* [What is being asked]: Write the entries out again. Each one must match exactly.

(Saved data entries)
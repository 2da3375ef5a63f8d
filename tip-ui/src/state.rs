//! Screen state for the tip calculator.
//!
//! [`TipView`] is the single value the controller publishes: every input the
//! user has given plus the derived tip string. Renderers only ever read it.

use tip_core::{BillAmount, CurrencyFormatter, TipEngine, TipPercent, parse_bill_amount};

/// Everything a renderer needs to draw the screen.
#[derive(Debug, Clone, PartialEq, Eq)]
pub struct TipView {
    /// Bill text exactly as typed, kept for editing even when it does not parse.
    pub bill_input: String,
    pub tip_percent: TipPercent,
    pub round_up: bool,
    /// Whether the calculate button is in its pressed visual state.
    pub pressed: bool,
    /// Formatted tip, derived from the three inputs above.
    pub tip: String,
}

impl TipView {
    /// Builds the initial view for an empty bill.
    pub fn new<F: CurrencyFormatter>(
        engine: &TipEngine<F>,
        tip_percent: TipPercent,
    ) -> Self {
        let mut view = Self {
            bill_input: String::new(),
            tip_percent,
            round_up: false,
            pressed: false,
            tip: String::new(),
        };
        view.recompute(engine);
        view
    }

    /// Bill amount used for the calculation; malformed text counts as zero.
    pub fn bill_amount(&self) -> BillAmount {
        parse_bill_amount(&self.bill_input)
    }

    /// Refreshes [`TipView::tip`] from the current inputs.
    pub fn recompute<F: CurrencyFormatter>(
        &mut self,
        engine: &TipEngine<F>,
    ) {
        self.tip = engine.compute(self.bill_amount(), self.tip_percent, self.round_up);
    }
}
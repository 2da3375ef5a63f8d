//! Rounding helpers shared by the tip calculation and currency formatting.

use rust_decimal::{Decimal, RoundingStrategy};

/// Rounds a value up to the next whole currency unit.
///
/// Rounding happens on whole units, not on minor units: `7.01` becomes `8`,
/// not `7.01`.
///
/// # Examples
///
/// ```
/// use rust_decimal_macros::dec;
/// use tip_core::calculations::common::ceil_whole_units;
///
/// assert_eq!(ceil_whole_units(dec!(7.50)), dec!(8));
/// assert_eq!(ceil_whole_units(dec!(5.9994)), dec!(6));
/// assert_eq!(ceil_whole_units(dec!(6.00)), dec!(6));
/// ```
pub fn ceil_whole_units(value: Decimal) -> Decimal {
    value.ceil()
}

/// Rounds a value to `digits` decimal places using half-even rounding.
///
/// This is the rounding a platform currency formatter applies to minor
/// units: values exactly halfway go to the even neighbour.
///
/// # Examples
///
/// ```
/// use rust_decimal_macros::dec;
/// use tip_core::calculations::common::round_minor_units;
///
/// assert_eq!(round_minor_units(dec!(0.125), 2), dec!(0.12));
/// assert_eq!(round_minor_units(dec!(0.135), 2), dec!(0.14));
/// assert_eq!(round_minor_units(dec!(1234.5), 0), dec!(1234));
/// ```
pub fn round_minor_units(
    value: Decimal,
    digits: u32,
) -> Decimal {
    value.round_dp_with_strategy(digits, RoundingStrategy::MidpointNearestEven)
}
use std::str::FromStr;

use rust_decimal::Decimal;

use crate::models::BillAmount;

/// Parses free-form bill text into a [`BillAmount`].
///
/// Surrounding whitespace is ignored. Plain decimals (`"42"`, `"42.50"`) and
/// scientific notation (`"4.25e1"`) are accepted. Anything else, including
/// empty text, yields zero; the caller never sees an error.
pub fn parse_bill_amount(text: &str) -> BillAmount {
    let trimmed = text.trim();
    if trimmed.is_empty() {
        return BillAmount::ZERO;
    }
    // The decimal parser tolerates digit separators; bill text does not.
    if trimmed.contains('_') {
        tracing::debug!(input = %text, "bill text is not a number, using zero");
        return BillAmount::ZERO;
    }
    Decimal::from_str(trimmed)
        .or_else(|_| Decimal::from_scientific(trimmed))
        .map_or_else(
            |e| {
                tracing::debug!(input = %text, "bill text is not a number, using zero: {}", e);
                BillAmount::ZERO
            },
            BillAmount::new,
        )
}

#[cfg(test)]
mod tests {
    use pretty_assertions::assert_eq;
    use rust_decimal_macros::dec;

    use super::*;

    #[test]
    fn parses_plain_decimals() {
        assert_eq!(parse_bill_amount("50").value(), dec!(50));
        assert_eq!(parse_bill_amount("33.33").value(), dec!(33.33));
    }

    #[test]
    fn trims_whitespace() {
        assert_eq!(parse_bill_amount("  12.50 ").value(), dec!(12.50));
    }

    #[test]
    fn parses_scientific_notation() {
        assert_eq!(parse_bill_amount("1.5e2").value(), dec!(150));
    }

    #[test]
    fn empty_text_is_zero() {
        assert_eq!(parse_bill_amount(""), BillAmount::ZERO);
        assert_eq!(parse_bill_amount("   "), BillAmount::ZERO);
    }

    #[test]
    fn non_numeric_text_is_zero() {
        assert_eq!(parse_bill_amount("abc"), BillAmount::ZERO);
        assert_eq!(parse_bill_amount("12abc"), BillAmount::ZERO);
        assert_eq!(parse_bill_amount("1,234.56"), BillAmount::ZERO);
        assert_eq!(parse_bill_amount("1_000"), BillAmount::ZERO);
    }

    #[test]
    fn negative_amounts_are_zero() {
        assert_eq!(parse_bill_amount("-20"), BillAmount::ZERO);
    }
}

* [Task solution]:
repository 2da3375ef5a63f8d
filename tip-ui/src/state.rs
//! Screen state for the tip calculator.
//!
//! [`TipView`] is the single value the controller publishes: every input the
//! user has given plus the derived tip string. Renderers only ever read it.

use tip_core::{BillAmount, CurrencyFormatter, TipEngine, TipPercent, parse_bill_amount};

/// Everything a renderer needs to draw the screen.
#[derive(Debug, Clone, PartialEq, Eq)]
pub struct TipView {
    /// Bill text exactly as typed, kept for editing even when it does not parse.
    pub bill_input: String,
    pub tip_percent: TipPercent,
    pub round_up: bool,
    /// Whether the calculate button is in its pressed visual state.
    pub pressed: bool,
    /// Formatted tip, derived from the three inputs above.
    pub tip: String,
}

impl TipView {
    /// Builds the initial view for an empty bill.
    pub fn new<F: CurrencyFormatter>(
        engine: &TipEngine<F>,
        tip_percent: TipPercent,
    ) -> Self {
        let mut view = Self {
            bill_input: String::new(),
            tip_percent,
            round_up: false,
            pressed: false,
            tip: String::new(),
        };
        view.recompute(engine);
        view
    }

    /// Bill amount used for the calculation; malformed text counts as zero.
    pub fn bill_amount(&self) -> BillAmount {
        parse_bill_amount(&self.bill_input)
    }

    /// Refreshes [`TipView::tip`] from the current inputs.
    pub fn recompute<F: CurrencyFormatter>(
        &mut self,
        engine: &TipEngine<F>,
    ) {
        self.tip = engine.compute(self.bill_amount(), self.tip_percent, self.round_up);
    }
}
repository 2da3375ef5a63f8d
//! Rounding helpers shared by the tip calculation and currency formatting.

use rust_decimal::{Decimal, RoundingStrategy};

/// Rounds a value up to the next whole currency unit.
///
/// Rounding happens on whole units, not on minor units: `7.01` becomes `8`,
/// not `7.01`.
///
/// # Examples
///
/// ```
/// use rust_decimal_macros::dec;
/// use tip_core::calculations::common::ceil_whole_units;
///
/// assert_eq!(ceil_whole_units(dec!(7.50)), dec!(8));
/// assert_eq!(ceil_whole_units(dec!(5.9994)), dec!(6));
/// assert_eq!(ceil_whole_units(dec!(6.00)), dec!(6));
/// ```
pub fn ceil_whole_units(value: Decimal) -> Decimal {
    value.ceil()
}

/// Rounds a value to `digits` decimal places using half-even rounding.
///
/// This is the rounding a platform currency formatter applies to minor
/// units: values exactly halfway go to the even neighbour.
///
/// # Examples
///
/// ```
/// use rust_decimal_macros::dec;
/// use tip_core::calculations::common::round_minor_units;
///
/// assert_eq!(round_minor_units(dec!(0.125), 2), dec!(0.12));
/// assert_eq!(round_minor_units(dec!(0.135), 2), dec!(0.14));
/// assert_eq!(round_minor_units(dec!(1234.5), 0), dec!(1234));
/// ```
pub fn round_minor_units(
    value: Decimal,
    digits: u32,
) -> Decimal {
    value.round_dp_with_strategy(digits, RoundingStrategy::MidpointNearestEven)
}
use std::str::FromStr;

use rust_decimal::Decimal;

use crate::models::BillAmount;

/// Parses free-form bill text into a [`BillAmount`].
///
/// Surrounding whitespace is ignored. Plain decimals (`"42"`, `"42.50"`) and
/// scientific notation (`"4.25e1"`) are accepted. Anything else, including
/// empty text, yields zero; the caller never sees an error.
pub fn parse_bill_amount(text: &str) -> BillAmount {
    let trimmed = text.trim();
    if trimmed.is_empty() {
        return BillAmount::ZERO;
    }
    // The decimal parser tolerates digit separators; bill text does not.
    if trimmed.contains('_') {
        tracing::debug!(input = %text, "bill text is not a number, using zero");
        return BillAmount::ZERO;
    }
    Decimal::from_str(trimmed)
        .or_else(|_| Decimal::from_scientific(trimmed))
        .map_or_else(
            |e| {
                tracing::debug!(input = %text, "bill text is not a number, using zero: {}", e);
                BillAmount::ZERO
            },
            BillAmount::new,
        )
}

#[cfg(test)]
mod tests {
    use pretty_assertions::assert_eq;
    use rust_decimal_macros::dec;

    use super::*;

    #[test]
    fn parses_plain_decimals() {
        assert_eq!(parse_bill_amount("50").value(), dec!(50));
        assert_eq!(parse_bill_amount("33.33").value(), dec!(33.33));
    }

    #[test]
    fn trims_whitespace() {
        assert_eq!(parse_bill_amount("  12.50 ").value(), dec!(12.50));
    }

    #[test]
    fn parses_scientific_notation() {
        assert_eq!(parse_bill_amount("1.5e2").value(), dec!(150));
    }

    #[test]
    fn empty_text_is_zero() {
        assert_eq!(parse_bill_amount(""), BillAmount::ZERO);
        assert_eq!(parse_bill_amount("   "), BillAmount::ZERO);
    }

    #[test]
    fn non_numeric_text_is_zero() {
        assert_eq!(parse_bill_amount("abc"), BillAmount::ZERO);
        assert_eq!(parse_bill_amount("12abc"), BillAmount::ZERO);
        assert_eq!(parse_bill_amount("1,234.56"), BillAmount::ZERO);
        assert_eq!(parse_bill_amount("1_000"), BillAmount::ZERO);
    }

    #[test]
    fn negative_amounts_are_zero() {
        assert_eq!(parse_bill_amount("-20"), BillAmount::ZERO);
    }
}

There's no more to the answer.